Functional properties of chickpea protein-pectin interfacial complex in buriti oil emulsions and spray dried microcapsules

The aim of the present study was to investigate the impact of chickpea protein (CP) alone or in the form of sequentially adsorbed chickpea protein and high methoxylated pectin (CP-HMP) on the microencapsulation of buriti oil by spray drying. CP was extracted and characterized by its molecular weight distribution, zeta potential and solubility. The adsorption of CP and CP-HMP complexes to the oil/water (O/W) interface was investigated by measurement of the interfacial tension.
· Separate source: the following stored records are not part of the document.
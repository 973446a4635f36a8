//! Background sweep of expired files.
//!
//! Only enumerable backends are swept; the object store relies on lazy
//! expiry alone.

use crate::services::storage::{EnumerableBackend, StorageResult};
use std::{sync::Arc, time::Duration};
use tokio::{task::JoinHandle, time::MissedTickBehavior};
use tokio_util::sync::CancellationToken;
use tracing::{debug, error, info, warn};

/// Outcome of one sweep.
#[derive(Debug, Default, Clone, Copy, PartialEq, Eq)]
pub struct SweepReport {
    pub scanned: usize,
    pub deleted: usize,
    pub failed: usize,
}

/// Delete every expired file once.
///
/// Files whose metadata cannot be read are counted as failures and left in
/// place. Only a failure to list keys aborts the sweep.
pub async fn sweep(backend: &dyn EnumerableBackend) -> StorageResult<SweepReport> {
    let keys = backend.list().await?;
    let mut report = SweepReport {
        scanned: keys.len(),
        ..Default::default()
    };

    for key in keys {
        let metadata = match backend.head(&key).await {
            Ok(metadata) => metadata,
            Err(err) => {
                warn!(key = %key, error = %err, "skipping file with unreadable metadata");
                report.failed += 1;
                continue;
            }
        };
        if !metadata.expiry.is_expired() {
            continue;
        }
        match backend.delete(&key).await {
            Ok(()) => {
                debug!(key = %key, "deleted expired file");
                report.deleted += 1;
            }
            Err(err) => {
                warn!(key = %key, error = %err, "failed to delete expired file");
                report.failed += 1;
            }
        }
    }

    Ok(report)
}

/// Run [`sweep`] every `every` until `cancel` fires.
pub fn spawn_periodic(
    backend: Arc<dyn EnumerableBackend>,
    every: Duration,
    cancel: CancellationToken,
) -> JoinHandle<()> {
    let mut ticker = tokio::time::interval(every);
    ticker.set_missed_tick_behavior(MissedTickBehavior::Delay);

    tokio::spawn(async move {
        // The first tick completes immediately.
        ticker.tick().await;
        loop {
            tokio::select! {
                _ = cancel.cancelled() => {
                    debug!("cleanup task stopped");
                    break;
                }
                _ = ticker.tick() => {
                    match sweep(backend.as_ref()).await {
                        Ok(report) => info!(
                            scanned = report.scanned,
                            deleted = report.deleted,
                            failed = report.failed,
                            "cleanup sweep finished"
                        ),
                        Err(err) => error!(error = %err, "cleanup sweep failed"),
                    }
                }
            }
        }
    })
}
The interactions between the molecules at the O/W interface were analyzed by interfacial shear rheology. Emulsions containing CP or CP-HMP were prepared at pH 3.5, homogenized and spray dried at 180/70 degrees C and 210/90 degrees C (inlet/outlet) temperature. The oil droplet size distribution (ODS) of emulsions before and after spray drying, the encapsulation efficiency (EE) of microcapsules and their oxidative stability were evaluated. The interfacial tension of CP at the O/W interface was not affected by pectin addition. However, interfacial shear rheology revealed strong interactions between CP-HMP complexes, maintaining the physical integrity of emulsion oil droplets during spray drying. On the other hand, interactions in the CP film were weaker and the droplets were affected by spray drying, suffering from an increase in size. The EE of CP-HMP microcapsules was higher than for CP microcapsules, which suggests a synergistic effect. The spray drying temperature had no effect on the EE. During 6 months of storage, a slight increase of the conjugated dienes content was observed for all microcapsules. However, the type of microcapsule and the temperature of spray drying had no effect on the development of lipid oxidation.